One thing I would like to see is an option to tweak the amount of sites listed in the History menu; perhaps be able to list more than ten before going into the "Earlier Today" submenu, or be able to disable it altogether.

Another missing feature is auto-site name completion (I don't know if that's the technical name for it). For instance, if I type 'homestarrunner' into the location bar, intuitively (or at least how it works with Chimera and OmniWeb) it would change it to 'http://www.homestarrunner.com' and go from there. I wonder why they didn't put that in?

Another thing I've noticed is that rather than having individual buttons in the toolbar that you can rearrange (a la Finder windows), you just choose options from the View menu of which buttons you want to see on the top (like back, forward, etc.). Why the difference? Is it so it won't screw with the oh-so-nice brushed metal interface? I'm not complaining, just curious.


----------



## edX (Jan 8, 2003)

is it possible that some of the features people are 'missing' are the very things that slow the other browsers down? something along these lines was implied to me by the safari developers i was speaking with. like with all iapps, they weren't trying to be all things to all people - just to make a nice, simple fast browser that will do what the average mac user needs it to do.


----------



## twister (Jan 8, 2003)

good point.


----------



## cynsurf5 (Jan 8, 2003)

I Love this browser!!!
It's very fast.It makes bookmarks so easy,and every time I open a new window it is the perfect size for my 15" iMac. I can't tell you how much I love that, no more constant window resizing as with the other browsers. I did have a problem with visiting a few sites like cartoon network and nick.com(my kids faves) while the flash content displays fine,actually playing the games was not possible,I did send feedback to Apple and I'm sure they will get things right next time. All in all I think Safari rocks!!!!


----------



## toast (Jan 8, 2003)

> All in all I think Safari *rocks*!!!!



- Tabs
- Better interface
... and it will 'roll' too 

PS: Steve, you're reading this, please, *please* consider the whole design community is waiting for MacOS X to *PREVIEW FONTS* in the Finder. And I'm sorry if I just shouted, but this function is vital to us. Added to column view, it'll make font management a pleasure under X.


----------



## gigi (Jan 8, 2003)

for those of you who cannot see the "in a new window" in the status bar, here is a screenshot


----------



## edX (Jan 8, 2003)

> I did have a problem with visiting a few sites like cartoon network and nick.com(my kids faves) while the flash content displays fine,actually playing the games was not possible



i have to wonder what's up with that. i didn't check out nick but i did go to the harry potter site and the games there worked fine. very smooth and crisp. could it be that nick uses m$ java which almost everyone is ignoring now?


----------



## xyz (Jan 8, 2003)

> _Originally posted by shatfield1529 _
> *Another missing feature is auto-site name completion (I don't know if that's the technical name for it). For instance, if I type 'homestarrunner' into the location bar, intuitively (or at least how it works with Chimera and OmniWeb) it would change it to 'http://www.homestarrunner.com' and go from there. I wonder why they didn't put that in?*



Safari autocompletes just fine for me.  Of course, the URL you want it to complete must be in your history or bookmarks.


----------



## edX (Jan 8, 2003)

yea, i wonder why everybody's sites wouldn't all come with safari?


----------



## wiz (Jan 8, 2003)

still a beta.

but saffari does not support text clippings, hope they add this feature too


----------



## scruffy (Jan 8, 2003)

shatfield - I really hate url autocompletion of the form you describe.  I go to more sites that end in '.org' than '.com'.  Besides that, at least Chimera doesn't believe that 'p.p' can possibly be right (it's the configuration shortcut for the Privoxy web proxy, and it bloody well isn't 'www.p.p')

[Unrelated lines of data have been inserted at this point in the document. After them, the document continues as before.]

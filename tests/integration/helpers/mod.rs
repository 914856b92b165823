//! Helper utilities for integration tests.

pub mod assertions;
pub mod input_generator;
pub mod memory_fs;

pub use assertions::*;
pub use input_generator::*;
pub use memory_fs::*;
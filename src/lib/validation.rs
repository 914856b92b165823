//! Input validation utilities
//!
//! Common validation functions for run parameters with consistent error messages. Every
//! failure is a [`SplitError::InvalidParameter`] naming the offending parameter.

use std::fmt::Display;

use crate::errors::{Result, SplitError};

/// Validate that a value is at least `min`
///
/// # Arguments
/// * `value` - Value to validate
/// * `min` - Smallest accepted value
/// * `name` - Name of the parameter for error messages
///
/// # Errors
/// Returns an error if `value < min`
///
/// # Example
/// ```
/// use shardsplit_lib::validation::validate_at_least;
///
/// validate_at_least(8, 1, "split").unwrap();
///
/// let result = validate_at_least(0, 1, "split");
/// assert!(result.is_err());
/// ```
#[allow(clippy::needless_pass_by_value)]
pub fn validate_at_least<T: Ord + Display>(value: T, min: T, name: &str) -> Result<()> {
    if value < min {
        return Err(SplitError::InvalidParameter {
            parameter: name.to_string(),
            reason: format!("Must be >= {min}, got: {value}"),
        });
    }
    Ok(())
}

/// Validate that a value lies in the inclusive range `[min, max]`
///
/// # Errors
/// Returns an error if the value is outside the range
///
/// # Example
/// ```
/// use shardsplit_lib::validation::validate_range;
///
/// validate_range(6, 1, 9, "compression-level").unwrap();
/// assert!(validate_range(10, 1, 9, "compression-level").is_err());
/// ```
#[allow(clippy::needless_pass_by_value)]
pub fn validate_range<T: Ord + Display>(value: T, min: T, max: T, name: &str) -> Result<()> {
    if value < min || value > max {
        return Err(SplitError::InvalidParameter {
            parameter: name.to_string(),
            reason: format!("Must be between {min} and {max}, got: {value}"),
        });
    }
    Ok(())
}

/// Validate a gzip compression level (1-9)
///
/// # Errors
/// Returns an error if the level is outside 1-9
pub fn validate_compression_level(level: u32) -> Result<()> {
    validate_range(level, 1, 9, "compression-level")
}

It's OK when a list of potential completions pops up for you to choose from, but I hate when the browser tries to be smarter than me.  It isn't - that's why browsers are free to download, and people are ridiculously expensive and smelly to raise.


----------



## scruffy (Jan 8, 2003)

> _Originally posted by ianfinity _
> *I didn't see the "it's going to open a new window" feature in the status bar, must keep my eyes open for that. Quite surprised that there is a pop-up blocker in a beta, especially given some of the other features that people are "missing".
> 
> Interesting keyboard navigation. In ie when one opens a new window with a cmd-click, the original widow is 'behind' it and can be gotten to with a cmd-shift-tilde. On Safari, when you cmd-click a link, the new window appears in front of you, but the original window is accessed with a cmd-tilde, making it sort of ahead of the new window. Just an interesting change of browser habits.
> ...



To open in a new window behind the current one - command-shift-click.

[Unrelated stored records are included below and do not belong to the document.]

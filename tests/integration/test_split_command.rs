//! Integration tests for the `shardsplit` binary.

use std::io::Write;
use std::process::{Command, Stdio};

use tempfile::TempDir;

use crate::helpers::{assert_same_lines, numbered_lines, read_shard, read_shard_lines, write_input};

fn shardsplit() -> Command {
    let mut command = Command::new(env!("CARGO_BIN_EXE_shardsplit"));
    command.env("RUST_LOG", "info");
    command
}

#[test]
fn test_split_command_plain() {
    let temp_dir = TempDir::new().expect("Failed to create temp dir");
    let lines = numbered_lines("plain", 1_234);
    let input = temp_dir.path().join("input.txt");
    write_input(&input, &lines);
    let prefix = temp_dir.path().join("shards/part-").to_str().unwrap().to_string();

    let status = shardsplit()
        .args(["-s", "3", "-p", &prefix, input.to_str().unwrap()])
        .status()
        .expect("Failed to run shardsplit");

    assert!(status.success(), "shardsplit failed");
    assert_same_lines(read_shard_lines(&prefix, 3, ""), &lines);
}

#[test]
fn test_split_command_gzip_mixed_inputs() {
    let temp_dir = TempDir::new().expect("Failed to create temp dir");
    let mut expected = Vec::new();
    let mut args: Vec<String> = Vec::new();
    for name in ["a.txt", "b.txt.gz", "c.txt.bz2"] {
        let lines = numbered_lines(name, 500);
        let path = temp_dir.path().join(name);
        write_input(&path, &lines);
        args.push(path.to_str().unwrap().to_string());
        expected.extend(lines);
    }
    let prefix = temp_dir.path().join("out-").to_str().unwrap().to_string();

    let status = shardsplit()
        .args(["--split", "2", "--prefix", &prefix, "--compress", "gzip", "-j", "2"])
        .args(&args)
        .status()
        .expect("Failed to run shardsplit");

    assert!(status.success(), "shardsplit failed");
    assert!(!temp_dir.path().join("out-000").exists());
    assert_same_lines(read_shard_lines(&prefix, 2, ".gz"), &expected);
}

#[test]
fn test_split_command_reads_stdin_with_verbose_diagnostics() {
    let temp_dir = TempDir::new().expect("Failed to create temp dir");
    let prefix = temp_dir.path().join("out-").to_str().unwrap().to_string();

    let mut child = shardsplit()
        .env("RUST_LOG", "off")
        .args(["-v", "-s", "1", "-j", "1", "-p", &prefix, "-"])
        .stdin(Stdio::piped())
        .stderr(Stdio::piped())
        .spawn()
        .expect("Failed to run shardsplit");
    child.stdin.take().unwrap().write_all(b"line1\nline2\nline3\n").unwrap();
    let output = child.wait_with_output().expect("Failed to wait for shardsplit");

    assert!(output.status.success(), "shardsplit failed");
    assert_eq!(read_shard(&temp_dir.path().join("out-000")), "line1\nline2\nline3\n");
    assert_eq!(String::from_utf8_lossy(&output.stderr), "-\n-, total=3\n");
}

#[test]
fn test_split_command_missing_input_exits_with_failure() {
    let temp_dir = TempDir::new().expect("Failed to create temp dir");
    let missing = temp_dir.path().join("missing.txt");
    let prefix = temp_dir.path().join("out-").to_str().unwrap().to_string();

    let output = shardsplit()
        .args(["-p", &prefix, missing.to_str().unwrap()])
        .output()
        .expect("Failed to run shardsplit");

    assert_eq!(output.status.code(), Some(1));
    assert!(String::from_utf8_lossy(&output.stderr).contains("missing.txt"));
}

#[test]
fn test_split_command_usage_errors_exit_2() {
    let no_inputs = shardsplit().output().expect("Failed to run shardsplit");
    assert_eq!(no_inputs.status.code(), Some(2));

    let bad_number = shardsplit().args(["-s", "many", "in.txt"]).output().unwrap();
    assert_eq!(bad_number.status.code(), Some(2));

    for args in [
        &["-s", "0", "in.txt"][..],
        &["-j", "0", "in.txt"],
        &["--max-line-length", "0", "in.txt"],
        &["--timeout", "0", "in.txt"],
        &["-c", "gzip", "--compression-level", "12", "in.txt"],
    ] {
        let output = shardsplit().args(args).output().unwrap();
        assert_eq!(output.status.code(), Some(2), "{args:?}");
        assert!(String::from_utf8_lossy(&output.stderr).contains("Usage:"), "{args:?}");
    }
}

#[test]
fn test_split_command_unknown_compression() {
    let temp_dir = TempDir::new().expect("Failed to create temp dir");
    let input = temp_dir.path().join("input.txt");
    write_input(&input, &numbered_lines("x", 3));
    let prefix = temp_dir.path().join("out-").to_str().unwrap().to_string();

    let output = shardsplit()
        .args(["-c", "lzo", "-p", &prefix, input.to_str().unwrap()])
        .output()
        .expect("Failed to run shardsplit");

    assert_eq!(output.status.code(), Some(2));
    let stderr = String::from_utf8_lossy(&output.stderr);
    assert!(stderr.contains("invalid value 'lzo'"));
    assert!(stderr.contains("Usage:"));
    assert!(!temp_dir.path().join("out-000").exists());
}

#[test]
fn test_split_command_version() {
    let output = shardsplit().arg("--version").output().expect("Failed to run shardsplit");
    assert!(output.status.success());
    let stdout = String::from_utf8_lossy(&output.stdout);
    assert!(stdout.starts_with("shardsplit "));
    assert!(stdout.contains(env!("CARGO_PKG_VERSION")));
}
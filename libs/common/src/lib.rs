//! Common library for the Devcamp API
//!
//! This crate provides the infrastructure shared by the API service: the
//! PostgreSQL connection pool and the generic JSONB document store the
//! service layer is built on.

pub mod database;
pub mod error;
pub mod store;
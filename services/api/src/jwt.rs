//! JWT service for token generation and validation
//!
//! Tokens are signed with HS256 and bound to a principal id. They carry
//! issuance and expiry timestamps only; roles are looked up from the store
//! on every request so a role change takes effect immediately.

use jsonwebtoken::{DecodingKey, EncodingKey, Header, Validation, decode, encode, errors::ErrorKind};
use serde::{Deserialize, Serialize};
use std::time::{SystemTime, UNIX_EPOCH};
use uuid::Uuid;

use crate::error::{ApiError, ApiResult};

/// JWT configuration
#[derive(Debug, Clone)]
pub struct JwtConfig {
    /// Secret used to sign and verify tokens
    pub secret: String,
    /// Token expiration time in seconds (default: 30 days)
    pub expires_in: u64,
}

impl JwtConfig {
    /// Create a new JwtConfig from environment variables
    ///
    /// # Environment Variables
    /// - `JWT_SECRET`: signing secret (required)
    /// - `JWT_EXPIRES_IN`: token expiry in seconds (default: 2592000)
    pub fn from_env() -> ApiResult<Self> {
        let secret = std::env::var("JWT_SECRET")
            .map_err(|_| anyhow::anyhow!("JWT_SECRET environment variable not set"))?;

        let expires_in = std::env::var("JWT_EXPIRES_IN")
            .unwrap_or_else(|_| "2592000".to_string()) // 30 days
            .parse()
            .unwrap_or(2_592_000);

        Ok(JwtConfig { secret, expires_in })
    }
}

/// JWT claims structure
#[derive(Debug, Serialize, Deserialize)]
pub struct Claims {
    /// Principal id
    pub sub: Uuid,
    /// Issued at time
    pub iat: u64,
    /// Expiration time
    pub exp: u64,
}

/// JWT service
#[derive(Clone)]
pub struct JwtService {
    encoding_key: EncodingKey,
    decoding_key: DecodingKey,
    validation: Validation,
    config: JwtConfig,
}

impl JwtService {
    /// Initialize a new JWT service
    pub fn new(config: JwtConfig) -> Self {
        let encoding_key = EncodingKey::from_secret(config.secret.as_bytes());
        let decoding_key = DecodingKey::from_secret(config.secret.as_bytes());
        let mut validation = Validation::new(jsonwebtoken::Algorithm::HS256);
        validation.validate_exp = true;

        JwtService {
            encoding_key,
            decoding_key,
            validation,
            config,
        }
    }

    /// Sign a token for a principal
    pub fn sign(&self, user_id: Uuid) -> ApiResult<String> {
        let now = now_secs()?;
        let claims = Claims {
            sub: user_id,
            iat: now,
            exp: now + self.config.expires_in,
        };

        let token = encode(&Header::default(), &claims, &self.encoding_key)
            .map_err(|e| ApiError::Internal(e.into()))?;
        Ok(token)
    }

    /// Verify a token and return its claims. Expiry failures map to a
    /// distinct taxonomy kind from malformed or mis-signed tokens.
    pub fn verify(&self, token: &str) -> ApiResult<Claims> {
        let data =
            decode::<Claims>(token, &self.decoding_key, &self.validation).map_err(|e| {
                match e.kind() {
                    ErrorKind::ExpiredSignature => ApiError::ExpiredToken,
                    _ => ApiError::InvalidToken,
                }
            })?;
        Ok(data.claims)
    }

    /// Token lifetime in seconds
    pub fn expires_in(&self) -> u64 {
        self.config.expires_in
    }
}

/// Seconds since the unix epoch
pub fn now_secs() -> ApiResult<u64> {
    let now = SystemTime::now()
        .duration_since(UNIX_EPOCH)
        .map_err(|e| anyhow::anyhow!("Failed to get current time: {}", e))?
        .as_secs();
    Ok(now)
}

#[cfg(test)]
mod tests {
    use super::*;

    fn service(secret: &str) -> JwtService {
        JwtService::new(JwtConfig {
            secret: secret.to_string(),
            expires_in: 900,
        })
    }

    #[test]
    fn sign_and_verify_round_trip() {
        let jwt = service("test-secret");
        let user_id = Uuid::new_v4();

        let token = jwt.sign(user_id).unwrap();
        let claims = jwt.verify(&token).unwrap();

        assert_eq!(claims.sub, user_id);
        assert_eq!(claims.exp, claims.iat + 900);
    }

    #[test]
    fn expired_token_maps_to_expired_kind() {
        let jwt = service("test-secret");
        let now = now_secs().unwrap();
        let claims = Claims {
            sub: Uuid::new_v4(),
            iat: now - 1000,
            exp: now - 500,
        };
        let token = encode(
            &Header::default(),
            &claims,
            &EncodingKey::from_secret(b"test-secret"),
        )
        .unwrap();

        let err = jwt.verify(&token).unwrap_err();
        assert!(matches!(err, ApiError::ExpiredToken));
    }

    #[test]
    fn mis_signed_token_maps_to_invalid_kind() {
        let jwt = service("test-secret");
        let other = service("other-secret");
        let token = other.sign(Uuid::new_v4()).unwrap();

        let err = jwt.verify(&token).unwrap_err();
        assert!(matches!(err, ApiError::InvalidToken));
    }

    #[test]
    fn garbage_token_maps_to_invalid_kind() {
        let jwt = service("test-secret");
        let err = jwt.verify("not-a-token").unwrap_err();
        assert!(matches!(err, ApiError::InvalidToken));
    }
}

Here's the status bar with the command-shift held down (here's hoping attachments upload OK in safari...)


----------



## edX (Jan 8, 2003)

theed - you still around? any chance you are still using 10.2.2? i just remembered that the developer i spoke with told me that there are some issues with safari in 10.2.2.  he recommended that everyone upgrade to 10.2.3 before expecting the best results out of it.


----------



## JetwingX (Jan 8, 2003)

> _Originally posted by edX _
> *yea, i wonder why everybody's sites wouldn't all come with safari?  *


hey all mine were there. They all got carried over from IE    

and now my scroll is finally working again

another thing i noticed  is that it gives you the option to open quicktime Movies in QT!!!

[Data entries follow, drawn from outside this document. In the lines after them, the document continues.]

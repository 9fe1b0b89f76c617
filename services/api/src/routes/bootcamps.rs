//! Bootcamp routes

use std::collections::HashMap;

use axum::{
    Extension, Json, Router,
    extract::{Multipart, Path, Query, State},
    http::StatusCode,
    middleware,
    routing::{get, patch, post},
};
use serde_json::Value;
use uuid::Uuid;

use common::store::FilterClause;

use crate::error::{ApiError, ApiResult};
use crate::geocoder::{EARTH_RADIUS_KM, EARTH_RADIUS_MILES, within_radius};
use crate::guards::{check_bootcamp_quota, check_ownership};
use crate::middleware::{CurrentUser, authenticate, require_publisher, require_reviewer};
use crate::models::bootcamp::{Bootcamp, CreateBootcamp};
use crate::models::course::Course;
use crate::query::build_list_query;
use crate::routes::{collection_body, deleted_body, entity_body, parse};
use crate::service::{Populate, Resource};
use crate::state::AppState;

use super::{courses, reviews};

pub fn router(state: AppState) -> Router<AppState> {
    let publisher_routes = Router::new()
        .route("/", post(create_bootcamp))
        .route(
            "/:bootcampId",
            patch(update_bootcamp).delete(delete_bootcamp),
        )
        .route("/:bootcampId/photo", patch(upload_photo))
        .route("/:bootcampId/courses", post(courses::create_for_bootcamp))
        .route_layer(middleware::from_fn(require_publisher));

    let reviewer_routes = Router::new()
        .route("/:bootcampId/reviews", post(reviews::create_for_bootcamp))
        .route_layer(middleware::from_fn(require_reviewer));

    let protected = publisher_routes
        .merge(reviewer_routes)
        .route_layer(middleware::from_fn_with_state(state, authenticate));

    Router::new()
        .route("/", get(list_bootcamps))
        .route("/:bootcampId", get(get_bootcamp))
        .route("/:bootcampId/courses", get(courses::list_for_bootcamp))
        .route("/:bootcampId/reviews", get(reviews::list_for_bootcamp))
        .route(
            "/within/:distance/zipcode/:zipcode/unit/:unit",
            get(bootcamps_within_radius),
        )
        .merge(protected)
}

async fn list_bootcamps(
    State(state): State<AppState>,
    Query(params): Query<HashMap<String, String>>,
) -> ApiResult<Json<Value>> {
    let query = build_list_query(&params);
    let docs = state.bootcamps.list(&query).await?;
    Ok(collection_body("bootcamps", docs))
}

async fn get_bootcamp(
    State(state): State<AppState>,
    Path(id): Path<Uuid>,
) -> ApiResult<Json<Value>> {
    let doc = state
        .bootcamps
        .get_doc(
            id,
            Populate::Children {
                collection: Course::COLLECTION,
                foreign_key: "bootcamp",
                key: "courses",
            },
        )
        .await?;
    Ok(entity_body("bootcamp", doc))
}

async fn create_bootcamp(
    State(state): State<AppState>,
    Extension(current): Extension<CurrentUser>,
    Json(body): Json<Value>,
) -> ApiResult<(StatusCode, Json<Value>)> {
    check_bootcamp_quota(&state.store, &current.0).await?;
    let payload: CreateBootcamp = parse(body)?;
    let doc = state
        .bootcamps
        .create(payload.into_bootcamp(current.0.id))
        .await?;
    Ok((StatusCode::CREATED, entity_body("bootcamp", doc)))
}

async fn update_bootcamp(
    State(state): State<AppState>,
    Extension(current): Extension<CurrentUser>,
    Path(id): Path<Uuid>,
    Json(body): Json<Value>,
) -> ApiResult<Json<Value>> {
    check_ownership(&state.bootcamps, id, &current.0).await?;
    let doc = state.bootcamps.update(id, body).await?;
    Ok(entity_body("bootcamp", doc))
}

async fn delete_bootcamp(
    State(state): State<AppState>,
    Extension(current): Extension<CurrentUser>,
    Path(id): Path<Uuid>,
) -> ApiResult<Json<Value>> {
    check_ownership(&state.bootcamps, id, &current.0).await?;
    state.bootcamps.delete(id).await?;
    Ok(deleted_body())
}

/// Geocode the zipcode, then keep bootcamps whose stored location falls
/// inside the great-circle radius
async fn bootcamps_within_radius(
    State(state): State<AppState>,
    Path((distance, zipcode, unit)): Path<(f64, String, String)>,
) -> ApiResult<Json<Value>> {
    let sphere_radius = match unit.as_str() {
        "mi" => EARTH_RADIUS_MILES,
        "km" => EARTH_RADIUS_KM,
        _ => {
            return Err(ApiError::Validation(
                "Unit must be either mi or km".to_string(),
            ));
        }
    };
    if distance <= 0.0 {
        return Err(ApiError::Validation(
            "Distance must be greater than 0".to_string(),
        ));
    }

    let center = state.geocoder.geocode(&zipcode).await?.coordinates;
    let docs = state.store.find_all(Bootcamp::COLLECTION).await?;
    let matched: Vec<Value> = docs
        .into_iter()
        .filter(|doc| match coordinates(doc) {
            Some(point) => within_radius(center, point, distance, sphere_radius),
            None => false,
        })
        .collect();

    Ok(collection_body("bootcamps", matched))
}

fn coordinates(doc: &Value) -> Option<[f64; 2]> {
    let coords = doc.get("location")?.get("coordinates")?.as_array()?;
    Some([coords.first()?.as_f64()?, coords.get(1)?.as_f64()?])
}

/// Accept a multipart image upload, store it under the configured upload
/// directory, and record the filename on the bootcamp
async fn upload_photo(
    State(state): State<AppState>,
    Extension(current): Extension<CurrentUser>,
    Path(id): Path<Uuid>,
    mut multipart: Multipart,
) -> ApiResult<Json<Value>> {
    check_ownership(&state.bootcamps, id, &current.0).await?;

    while let Some(field) = multipart
        .next_field()
        .await
        .map_err(|e| ApiError::Validation(format!("Invalid upload: {e}")))?
    {
        let Some(content_type) = field.content_type().map(str::to_string) else {
            continue;
        };
        let Some(subtype) = content_type.strip_prefix("image/") else {
            return Err(ApiError::Validation(
                "Please upload an image file".to_string(),
            ));
        };
        let extension: String = subtype
            .chars()
            .filter(|c| c.is_ascii_alphanumeric())
            .collect();

        let data = field
            .bytes()
            .await
            .map_err(|e| ApiError::Validation(format!("Invalid upload: {e}")))?;
        if data.len() > state.config.max_file_upload {
            return Err(ApiError::Validation(format!(
                "Please upload an image less than {} bytes",
                state.config.max_file_upload
            )));
        }

        let filename = format!("photo_{id}.{extension}");
        let dir = std::path::Path::new(&state.config.file_upload_path);
        tokio::fs::create_dir_all(dir)
            .await
            .map_err(|e| ApiError::Internal(e.into()))?;
        tokio::fs::write(dir.join(&filename), &data)
            .await
            .map_err(|e| ApiError::Internal(e.into()))?;

        state
            .store
            .set_field(
                Bootcamp::COLLECTION,
                id,
                "photo",
                &Value::String(filename.clone()),
            )
            .await?;

        return Ok(entity_body("photo", Value::String(filename)));
    }

    Err(ApiError::Validation("Please upload a file".to_string()))
}

/// Restrict a list query to children of one bootcamp
pub(crate) fn scope_to_bootcamp(filters: &mut Vec<FilterClause>, bootcamp: Uuid) {
    filters.push(FilterClause::eq_id("bootcamp", bootcamp));
}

(this doesn't go anyware just to prove point)
www.apple.com/cool.mov
wonder if it opens MP3's with iTunes...
[edit]
YEAH!!!!!(not real link jsut to prove point)
www.apple.com/mp3.mp3


----------



## adambyte (Jan 9, 2003)

> _Originally posted by edX _
> *theed - you still around? any chance you are still using 10.2.2? i just remembered that the developer i spoke with told me that there are some issues with safari in 10.2.2.  he recommended that everyone upgrade to 10.2.3 before expecting the best results out of it. *



Maybe it's the same reason iCal was sped up when I updated to 10.2.3. Before that OS update, iCal ran as fast as a sloth through molasses.... tied to many bricks.


----------



## hulkaros (Jan 9, 2003)

Safari for the most part is faster than anything else and YES including the latest Chimera (aka Navigator)!

While many times it is NOT THAT faster than Chimera but at least it is MANY times better in stability areas than Chimera...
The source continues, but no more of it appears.